• Crit Care Resusc · Sep 2005

    Clearing the cervical spine in unconscious head injured patients - the evidence.

    • D J Cooper and H M Ackland.
    • Trauma Intensive Care Unit, The Alfred Hospital, Melbourne, VIC 3181, Australia j.cooper@alfred.org.au.
    • Crit Care Resusc. 2005 Sep 1;7(3):181-4.

    AbstractCervical spine injury occurs in 5-10% of patients with traumatic brain injury (TBI) and the consequences of missing significant cervical injuries in unconscious blunt trauma patients are potentially devastating. An adequate cervical spine clearance protocol for unconscious patients must avoid missed injuries, but must also avoid unnecessary cervical immobilisation and the associated morbidity. Existing protocols include various combinations of plain X-rays, helical CT, dynamic flexion-extension X-rays and MRI. Some clinicians also maintain immobilisation until clinical clearance is eventually enabled by the return of an adequate conscious state. Plain X-rays alone are inadequate and miss 12-16% of cervical injuries. Swimmer's views and/or oblique views identify more injuries, but are frequently inadequate. Helical CT is sensitive to fractures and subluxation/dislocation injuries but may be insufficient to exclude unstable ligamentous injuries.

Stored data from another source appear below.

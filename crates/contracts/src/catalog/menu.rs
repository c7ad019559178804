use serde::{Deserialize, Serialize};

use super::{Catalog, DEFAULT_SUBCATEGORY, DEFAULT_TOP_LEVEL};

/// Values currently selected in the three cascading selectors.
#[derive(Debug, Clone, PartialEq, Eq, Default, Serialize, Deserialize)]
pub struct MenuSelection {
    pub top_level: String,
    pub subcategory: String,
    pub leaf: String,
}

/// Option lists shown by the two dependent selectors plus the current
/// selection.
///
/// Repopulating a list selects its first option, the way a `<select>` behaves
/// after its options are replaced.
#[derive(Debug, Clone, PartialEq, Eq)]
pub struct CascadingMenu {
    subcategory_options: Vec<String>,
    leaf_options: Vec<String>,
    selection: MenuSelection,
}

impl CascadingMenu {
    /// Menu in its initial state: Expense / Food.
    pub fn start(catalog: &Catalog) -> Self {
        let mut menu = Self {
            subcategory_options: Vec::new(),
            leaf_options: Vec::new(),
            selection: MenuSelection::default(),
        };
        menu.select_top_level(catalog, DEFAULT_TOP_LEVEL);
        menu.select_subcategory(catalog, DEFAULT_SUBCATEGORY);
        menu
    }

    /// Repopulates the subcategory list, then the leaf list from the
    /// top-level's default subcategory.
    pub fn select_top_level(&mut self, catalog: &Catalog, top_level: &str) -> &MenuSelection {
        self.subcategory_options = catalog.subcategory_options(top_level);
        self.selection.top_level = top_level.to_string();

        match catalog.default_subcategory(top_level) {
            Some(subcategory) => {
                let subcategory = subcategory.to_string();
                self.select_subcategory(catalog, &subcategory)
            }
            // Unknown label: nothing to cascade into.
            None if self.subcategory_options.is_empty() => {
                self.leaf_options.clear();
                self.selection.subcategory.clear();
                self.selection.leaf.clear();
                &self.selection
            }
            None => {
                let subcategory = first_option(&self.subcategory_options);
                self.select_subcategory(catalog, &subcategory)
            }
        }
    }

    /// Repopulates the leaf list for `subcategory`.
    pub fn select_subcategory(&mut self, catalog: &Catalog, subcategory: &str) -> &MenuSelection {
        self.leaf_options = catalog.leaf_options(subcategory);
        self.selection.subcategory = subcategory.to_string();
        self.selection.leaf = first_option(&self.leaf_options);
        &self.selection
    }

    pub fn select_leaf(&mut self, leaf: &str) -> &MenuSelection {
        self.selection.leaf = leaf.to_string();
        &self.selection
    }

    pub fn subcategory_options(&self) -> &[String] {
        &self.subcategory_options
    }

    pub fn leaf_options(&self) -> &[String] {
        &self.leaf_options
    }

    pub fn selection(&self) -> &MenuSelection {
        &self.selection
    }
}

fn first_option(options: &[String]) -> String {
    options.first().cloned().unwrap_or_default()
}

Dynamic flexion-extension fluoroscopy may better identify unstable ligamentous injuries, but at The Alfred Hospital Trauma Centre in Melbourne, this modality was insensitive in the routine protocol and repeatedly missed significant cervical instability. Furthermore at The Alfred Hospital, when routine dynamic flexion/ extension fluoroscopy and helical CT reconstructions were directly compared, flexion/extension identified no new injuries that had not already been diagnosed by early helical CT reconstructions. Cervical MRI is intuitively appealing as it detects ligament, disc interspace, and cord injury more efficiently than other imaging modalities, but MRI also increases cervical clearance times, increases the risks associated with complex transports and is not an ideal acute screening tool. Nevertheless, recently at The Alfred Hospital, extremely high-risk TBI patients have had unstable cervical injuries detected solely by MRI. Current generation multi-slice CT with reconstructions may obviate the need for MRI even in these patients. The current Alfred Hospital cervical clearance protocol for unconscious patients, and the evolutionary steps in its development, will be discussed.